### EXERCISE OBJECTIVE
Your job is to copy the lines from the material that include "expected".

:::

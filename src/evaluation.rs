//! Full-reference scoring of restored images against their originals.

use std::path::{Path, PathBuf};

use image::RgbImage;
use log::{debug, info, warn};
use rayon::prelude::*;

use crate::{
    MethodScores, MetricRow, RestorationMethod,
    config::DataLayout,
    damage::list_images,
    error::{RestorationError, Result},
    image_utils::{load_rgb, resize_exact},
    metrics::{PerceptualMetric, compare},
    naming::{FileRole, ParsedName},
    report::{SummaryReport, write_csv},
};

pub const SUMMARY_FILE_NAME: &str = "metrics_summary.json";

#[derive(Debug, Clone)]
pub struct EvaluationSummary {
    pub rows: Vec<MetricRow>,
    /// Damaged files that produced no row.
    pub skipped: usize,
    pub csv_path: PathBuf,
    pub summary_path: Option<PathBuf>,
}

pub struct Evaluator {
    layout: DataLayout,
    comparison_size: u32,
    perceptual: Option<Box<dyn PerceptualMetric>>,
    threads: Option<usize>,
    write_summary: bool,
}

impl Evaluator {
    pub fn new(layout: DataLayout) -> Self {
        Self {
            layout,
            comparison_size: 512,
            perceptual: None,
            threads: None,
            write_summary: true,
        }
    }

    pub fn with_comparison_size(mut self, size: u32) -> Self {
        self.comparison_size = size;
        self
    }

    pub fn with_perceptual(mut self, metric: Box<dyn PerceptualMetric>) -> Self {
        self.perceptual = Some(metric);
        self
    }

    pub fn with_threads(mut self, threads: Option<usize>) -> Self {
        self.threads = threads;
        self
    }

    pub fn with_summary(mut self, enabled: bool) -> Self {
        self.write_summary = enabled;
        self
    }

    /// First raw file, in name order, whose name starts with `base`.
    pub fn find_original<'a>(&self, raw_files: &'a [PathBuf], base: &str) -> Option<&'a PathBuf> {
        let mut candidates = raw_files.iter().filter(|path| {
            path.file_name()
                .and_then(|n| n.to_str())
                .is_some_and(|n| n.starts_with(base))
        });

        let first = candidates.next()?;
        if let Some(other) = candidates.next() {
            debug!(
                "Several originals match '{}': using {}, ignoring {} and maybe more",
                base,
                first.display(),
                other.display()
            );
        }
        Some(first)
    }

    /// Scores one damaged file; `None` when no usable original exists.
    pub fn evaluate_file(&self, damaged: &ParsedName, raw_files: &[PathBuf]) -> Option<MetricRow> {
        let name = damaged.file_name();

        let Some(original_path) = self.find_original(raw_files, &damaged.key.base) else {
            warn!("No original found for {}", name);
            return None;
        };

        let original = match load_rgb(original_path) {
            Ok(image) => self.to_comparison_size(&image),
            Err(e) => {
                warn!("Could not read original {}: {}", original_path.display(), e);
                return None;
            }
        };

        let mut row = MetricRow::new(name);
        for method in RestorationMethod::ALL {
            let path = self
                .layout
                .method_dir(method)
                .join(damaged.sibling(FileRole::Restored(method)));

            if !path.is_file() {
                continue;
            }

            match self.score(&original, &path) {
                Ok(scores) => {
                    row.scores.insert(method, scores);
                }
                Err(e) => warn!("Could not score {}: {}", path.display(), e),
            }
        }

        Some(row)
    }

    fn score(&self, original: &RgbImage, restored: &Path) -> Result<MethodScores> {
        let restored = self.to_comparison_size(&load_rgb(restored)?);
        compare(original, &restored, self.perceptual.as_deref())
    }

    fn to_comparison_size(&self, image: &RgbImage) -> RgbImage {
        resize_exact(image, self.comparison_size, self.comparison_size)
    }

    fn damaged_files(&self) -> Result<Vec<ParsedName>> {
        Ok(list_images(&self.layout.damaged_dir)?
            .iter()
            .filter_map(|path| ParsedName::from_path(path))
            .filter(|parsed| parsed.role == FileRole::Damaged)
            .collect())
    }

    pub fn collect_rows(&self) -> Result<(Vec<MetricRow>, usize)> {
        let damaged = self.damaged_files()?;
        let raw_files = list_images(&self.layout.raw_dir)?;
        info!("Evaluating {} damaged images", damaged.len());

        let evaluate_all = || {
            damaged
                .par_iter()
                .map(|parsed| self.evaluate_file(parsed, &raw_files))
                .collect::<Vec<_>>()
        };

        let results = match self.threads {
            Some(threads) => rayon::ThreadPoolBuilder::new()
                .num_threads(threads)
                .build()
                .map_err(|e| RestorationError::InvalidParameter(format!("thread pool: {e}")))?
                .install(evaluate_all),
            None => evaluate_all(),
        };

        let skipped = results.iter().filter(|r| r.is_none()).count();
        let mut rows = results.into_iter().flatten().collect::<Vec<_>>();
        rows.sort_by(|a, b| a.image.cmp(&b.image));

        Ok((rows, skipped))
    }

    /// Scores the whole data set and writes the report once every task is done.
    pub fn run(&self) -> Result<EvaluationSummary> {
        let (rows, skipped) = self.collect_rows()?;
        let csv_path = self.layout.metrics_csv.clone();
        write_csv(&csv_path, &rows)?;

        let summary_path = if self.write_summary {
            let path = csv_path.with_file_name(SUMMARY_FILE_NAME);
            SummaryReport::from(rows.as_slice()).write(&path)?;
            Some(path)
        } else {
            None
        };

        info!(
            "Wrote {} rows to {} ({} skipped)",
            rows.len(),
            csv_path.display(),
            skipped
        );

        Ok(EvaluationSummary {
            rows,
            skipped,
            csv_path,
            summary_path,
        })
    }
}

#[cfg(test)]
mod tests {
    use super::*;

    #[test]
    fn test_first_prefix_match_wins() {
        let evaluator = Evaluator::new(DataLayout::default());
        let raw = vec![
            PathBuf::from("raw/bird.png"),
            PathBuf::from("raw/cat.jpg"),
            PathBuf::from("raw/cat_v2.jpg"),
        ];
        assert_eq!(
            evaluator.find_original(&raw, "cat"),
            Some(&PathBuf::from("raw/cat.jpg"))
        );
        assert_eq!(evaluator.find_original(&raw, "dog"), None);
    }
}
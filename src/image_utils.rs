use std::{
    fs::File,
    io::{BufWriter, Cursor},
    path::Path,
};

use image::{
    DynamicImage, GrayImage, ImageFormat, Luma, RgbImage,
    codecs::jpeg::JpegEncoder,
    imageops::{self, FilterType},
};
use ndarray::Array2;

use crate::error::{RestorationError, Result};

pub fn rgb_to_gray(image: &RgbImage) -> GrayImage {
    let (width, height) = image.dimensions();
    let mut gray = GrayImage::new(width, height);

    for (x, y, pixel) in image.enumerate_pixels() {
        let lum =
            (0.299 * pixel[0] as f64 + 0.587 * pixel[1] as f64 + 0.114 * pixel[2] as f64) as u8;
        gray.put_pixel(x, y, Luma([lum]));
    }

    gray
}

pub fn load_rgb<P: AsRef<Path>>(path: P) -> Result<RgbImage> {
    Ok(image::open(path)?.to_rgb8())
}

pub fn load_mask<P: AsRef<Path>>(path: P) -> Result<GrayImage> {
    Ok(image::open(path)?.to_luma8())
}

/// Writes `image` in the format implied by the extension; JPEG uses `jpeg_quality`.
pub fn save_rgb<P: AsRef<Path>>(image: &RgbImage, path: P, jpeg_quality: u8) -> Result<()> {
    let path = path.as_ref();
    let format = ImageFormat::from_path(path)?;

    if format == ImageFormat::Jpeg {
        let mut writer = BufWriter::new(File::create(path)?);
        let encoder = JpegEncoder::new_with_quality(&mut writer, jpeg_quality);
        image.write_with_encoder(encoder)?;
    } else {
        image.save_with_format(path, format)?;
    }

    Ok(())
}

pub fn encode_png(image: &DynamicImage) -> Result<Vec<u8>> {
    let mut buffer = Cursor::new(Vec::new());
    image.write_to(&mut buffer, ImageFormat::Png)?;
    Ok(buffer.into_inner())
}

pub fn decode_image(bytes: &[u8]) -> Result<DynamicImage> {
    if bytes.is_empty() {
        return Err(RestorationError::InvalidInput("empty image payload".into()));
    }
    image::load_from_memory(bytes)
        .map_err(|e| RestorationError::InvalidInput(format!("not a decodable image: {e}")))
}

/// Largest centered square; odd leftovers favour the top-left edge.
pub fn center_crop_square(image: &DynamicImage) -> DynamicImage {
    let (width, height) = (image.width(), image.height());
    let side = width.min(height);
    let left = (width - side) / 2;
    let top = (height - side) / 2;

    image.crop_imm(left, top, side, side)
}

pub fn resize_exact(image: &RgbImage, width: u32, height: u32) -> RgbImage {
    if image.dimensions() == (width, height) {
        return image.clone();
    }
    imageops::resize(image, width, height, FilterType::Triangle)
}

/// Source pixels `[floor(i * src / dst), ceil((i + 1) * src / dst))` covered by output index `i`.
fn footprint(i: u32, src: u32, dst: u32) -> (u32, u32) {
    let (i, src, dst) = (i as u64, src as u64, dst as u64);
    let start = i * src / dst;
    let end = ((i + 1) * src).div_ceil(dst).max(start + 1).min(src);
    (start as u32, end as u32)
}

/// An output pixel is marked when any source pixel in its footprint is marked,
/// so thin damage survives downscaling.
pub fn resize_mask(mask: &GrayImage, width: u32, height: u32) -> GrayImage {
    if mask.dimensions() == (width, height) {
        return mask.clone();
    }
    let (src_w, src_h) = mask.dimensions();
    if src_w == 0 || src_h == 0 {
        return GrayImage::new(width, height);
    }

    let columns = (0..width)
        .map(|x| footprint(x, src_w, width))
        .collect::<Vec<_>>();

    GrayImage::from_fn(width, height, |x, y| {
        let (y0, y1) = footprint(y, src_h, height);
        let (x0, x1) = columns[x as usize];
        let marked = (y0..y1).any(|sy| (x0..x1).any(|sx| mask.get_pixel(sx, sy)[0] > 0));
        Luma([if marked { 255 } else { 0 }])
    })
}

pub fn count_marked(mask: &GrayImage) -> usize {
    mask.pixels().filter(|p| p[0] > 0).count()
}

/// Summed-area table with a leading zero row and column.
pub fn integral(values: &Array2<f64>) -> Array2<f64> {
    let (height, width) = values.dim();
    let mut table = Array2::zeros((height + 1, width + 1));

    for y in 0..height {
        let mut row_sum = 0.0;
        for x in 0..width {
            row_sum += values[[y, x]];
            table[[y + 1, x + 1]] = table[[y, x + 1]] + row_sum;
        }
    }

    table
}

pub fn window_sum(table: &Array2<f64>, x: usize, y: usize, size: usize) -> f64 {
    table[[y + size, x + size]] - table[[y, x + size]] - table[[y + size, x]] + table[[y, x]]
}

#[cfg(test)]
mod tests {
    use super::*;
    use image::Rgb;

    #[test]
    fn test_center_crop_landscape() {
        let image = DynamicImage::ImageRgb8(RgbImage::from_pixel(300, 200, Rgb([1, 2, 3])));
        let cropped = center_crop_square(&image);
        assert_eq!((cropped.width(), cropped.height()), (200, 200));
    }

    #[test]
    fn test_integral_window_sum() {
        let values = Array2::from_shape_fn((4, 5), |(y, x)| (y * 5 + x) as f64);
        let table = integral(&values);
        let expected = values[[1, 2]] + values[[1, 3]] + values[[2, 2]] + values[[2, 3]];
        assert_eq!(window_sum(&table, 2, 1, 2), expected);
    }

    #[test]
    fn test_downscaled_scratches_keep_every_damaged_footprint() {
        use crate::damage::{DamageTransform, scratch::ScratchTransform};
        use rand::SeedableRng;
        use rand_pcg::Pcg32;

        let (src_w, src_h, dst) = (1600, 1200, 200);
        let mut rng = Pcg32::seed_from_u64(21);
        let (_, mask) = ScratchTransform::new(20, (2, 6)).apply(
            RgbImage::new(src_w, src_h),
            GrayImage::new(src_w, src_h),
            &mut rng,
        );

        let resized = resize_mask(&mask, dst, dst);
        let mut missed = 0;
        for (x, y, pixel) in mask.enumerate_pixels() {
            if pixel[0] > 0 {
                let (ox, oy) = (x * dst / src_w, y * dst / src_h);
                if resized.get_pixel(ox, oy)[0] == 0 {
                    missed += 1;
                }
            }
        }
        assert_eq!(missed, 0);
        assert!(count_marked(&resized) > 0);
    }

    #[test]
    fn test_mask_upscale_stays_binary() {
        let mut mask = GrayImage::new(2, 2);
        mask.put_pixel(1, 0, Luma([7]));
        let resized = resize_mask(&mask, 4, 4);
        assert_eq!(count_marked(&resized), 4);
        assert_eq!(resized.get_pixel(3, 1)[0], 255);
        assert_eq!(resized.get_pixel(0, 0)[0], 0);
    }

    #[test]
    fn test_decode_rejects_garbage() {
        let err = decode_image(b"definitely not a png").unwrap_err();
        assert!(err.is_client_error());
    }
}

:::

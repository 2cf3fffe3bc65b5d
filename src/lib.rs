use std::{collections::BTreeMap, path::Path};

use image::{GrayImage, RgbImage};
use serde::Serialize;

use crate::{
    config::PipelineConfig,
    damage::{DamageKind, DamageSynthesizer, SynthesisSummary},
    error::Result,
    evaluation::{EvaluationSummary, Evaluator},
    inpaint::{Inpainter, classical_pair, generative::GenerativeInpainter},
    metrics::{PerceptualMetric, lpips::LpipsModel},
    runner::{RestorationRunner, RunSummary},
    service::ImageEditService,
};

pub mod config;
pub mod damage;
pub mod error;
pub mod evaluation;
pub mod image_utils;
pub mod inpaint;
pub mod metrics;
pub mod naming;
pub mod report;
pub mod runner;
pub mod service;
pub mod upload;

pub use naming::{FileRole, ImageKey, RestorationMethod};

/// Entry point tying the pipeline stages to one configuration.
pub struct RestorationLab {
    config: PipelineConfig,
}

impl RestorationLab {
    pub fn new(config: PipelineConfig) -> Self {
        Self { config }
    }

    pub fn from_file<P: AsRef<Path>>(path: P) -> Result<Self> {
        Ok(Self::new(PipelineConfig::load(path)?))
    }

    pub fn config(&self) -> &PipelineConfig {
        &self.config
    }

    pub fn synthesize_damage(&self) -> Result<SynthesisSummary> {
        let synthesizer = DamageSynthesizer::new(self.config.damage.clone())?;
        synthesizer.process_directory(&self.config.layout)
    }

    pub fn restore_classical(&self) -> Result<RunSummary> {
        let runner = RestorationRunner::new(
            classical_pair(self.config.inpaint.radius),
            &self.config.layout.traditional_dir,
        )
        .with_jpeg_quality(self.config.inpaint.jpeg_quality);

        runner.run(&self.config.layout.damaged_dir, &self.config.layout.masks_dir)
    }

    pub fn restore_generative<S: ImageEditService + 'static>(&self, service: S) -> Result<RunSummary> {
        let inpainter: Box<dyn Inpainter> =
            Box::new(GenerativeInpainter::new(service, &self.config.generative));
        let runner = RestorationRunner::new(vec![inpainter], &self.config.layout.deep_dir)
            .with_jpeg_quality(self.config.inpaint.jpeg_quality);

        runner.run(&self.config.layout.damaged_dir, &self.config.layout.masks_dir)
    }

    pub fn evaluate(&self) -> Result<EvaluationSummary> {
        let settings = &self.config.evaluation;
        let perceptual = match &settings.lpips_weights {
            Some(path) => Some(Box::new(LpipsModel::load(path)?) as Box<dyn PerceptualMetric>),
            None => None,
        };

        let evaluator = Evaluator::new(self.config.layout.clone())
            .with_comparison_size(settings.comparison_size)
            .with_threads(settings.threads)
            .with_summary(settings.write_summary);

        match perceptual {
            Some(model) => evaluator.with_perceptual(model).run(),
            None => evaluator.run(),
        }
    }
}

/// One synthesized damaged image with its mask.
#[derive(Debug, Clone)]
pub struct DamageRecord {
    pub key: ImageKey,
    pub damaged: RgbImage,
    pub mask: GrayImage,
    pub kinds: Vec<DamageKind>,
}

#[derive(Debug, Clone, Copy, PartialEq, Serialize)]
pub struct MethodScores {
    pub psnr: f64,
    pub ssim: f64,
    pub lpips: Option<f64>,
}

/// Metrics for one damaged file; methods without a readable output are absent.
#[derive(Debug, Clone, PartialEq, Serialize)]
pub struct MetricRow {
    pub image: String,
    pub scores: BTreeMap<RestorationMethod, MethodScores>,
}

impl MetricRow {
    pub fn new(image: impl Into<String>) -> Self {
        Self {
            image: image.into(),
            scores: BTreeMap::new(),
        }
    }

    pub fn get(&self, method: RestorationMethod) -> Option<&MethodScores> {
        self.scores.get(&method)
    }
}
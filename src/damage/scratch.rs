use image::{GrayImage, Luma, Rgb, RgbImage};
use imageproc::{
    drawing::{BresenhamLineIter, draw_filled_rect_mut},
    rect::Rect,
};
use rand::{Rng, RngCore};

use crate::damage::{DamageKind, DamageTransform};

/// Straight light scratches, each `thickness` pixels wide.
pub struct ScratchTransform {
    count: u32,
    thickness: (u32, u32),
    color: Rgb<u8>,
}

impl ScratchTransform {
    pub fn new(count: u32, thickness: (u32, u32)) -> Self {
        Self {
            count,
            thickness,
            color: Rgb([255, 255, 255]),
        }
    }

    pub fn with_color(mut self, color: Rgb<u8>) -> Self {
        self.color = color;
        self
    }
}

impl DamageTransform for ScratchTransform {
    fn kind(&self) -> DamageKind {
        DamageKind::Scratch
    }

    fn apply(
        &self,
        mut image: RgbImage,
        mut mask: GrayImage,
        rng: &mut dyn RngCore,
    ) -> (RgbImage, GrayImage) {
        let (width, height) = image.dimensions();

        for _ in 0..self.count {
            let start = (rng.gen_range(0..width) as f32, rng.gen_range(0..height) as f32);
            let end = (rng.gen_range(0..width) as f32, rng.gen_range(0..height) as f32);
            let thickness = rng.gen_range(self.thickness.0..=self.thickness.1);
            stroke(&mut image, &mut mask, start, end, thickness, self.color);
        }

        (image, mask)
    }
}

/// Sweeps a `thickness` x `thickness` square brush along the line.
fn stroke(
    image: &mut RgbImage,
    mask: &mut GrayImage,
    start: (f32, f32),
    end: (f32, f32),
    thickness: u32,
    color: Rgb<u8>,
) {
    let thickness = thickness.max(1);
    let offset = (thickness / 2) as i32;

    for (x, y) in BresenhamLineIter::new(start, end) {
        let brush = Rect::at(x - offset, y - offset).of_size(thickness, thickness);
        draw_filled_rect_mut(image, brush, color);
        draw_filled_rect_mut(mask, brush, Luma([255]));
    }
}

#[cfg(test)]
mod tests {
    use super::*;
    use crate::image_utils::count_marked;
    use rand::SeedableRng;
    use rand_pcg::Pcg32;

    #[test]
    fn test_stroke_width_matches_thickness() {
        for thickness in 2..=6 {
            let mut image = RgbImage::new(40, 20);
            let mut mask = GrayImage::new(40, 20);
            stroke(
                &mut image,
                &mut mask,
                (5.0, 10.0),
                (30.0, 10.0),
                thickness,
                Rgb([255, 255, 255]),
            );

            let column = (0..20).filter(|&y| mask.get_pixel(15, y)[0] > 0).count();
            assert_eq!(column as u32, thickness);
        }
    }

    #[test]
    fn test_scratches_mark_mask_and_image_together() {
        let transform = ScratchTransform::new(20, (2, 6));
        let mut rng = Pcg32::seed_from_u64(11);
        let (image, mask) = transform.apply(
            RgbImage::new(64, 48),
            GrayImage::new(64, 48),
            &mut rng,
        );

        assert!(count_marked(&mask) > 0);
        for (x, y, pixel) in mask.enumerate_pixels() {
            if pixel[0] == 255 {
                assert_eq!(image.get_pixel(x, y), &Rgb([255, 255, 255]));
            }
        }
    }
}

:::

### SOLUTION BELOW
        let expected = values[[1, 2]] + values[[1, 3]] + values[[2, 2]] + values[[2, 3]];
        assert_eq!(window_sum(&table, 2, 1, 2), expected);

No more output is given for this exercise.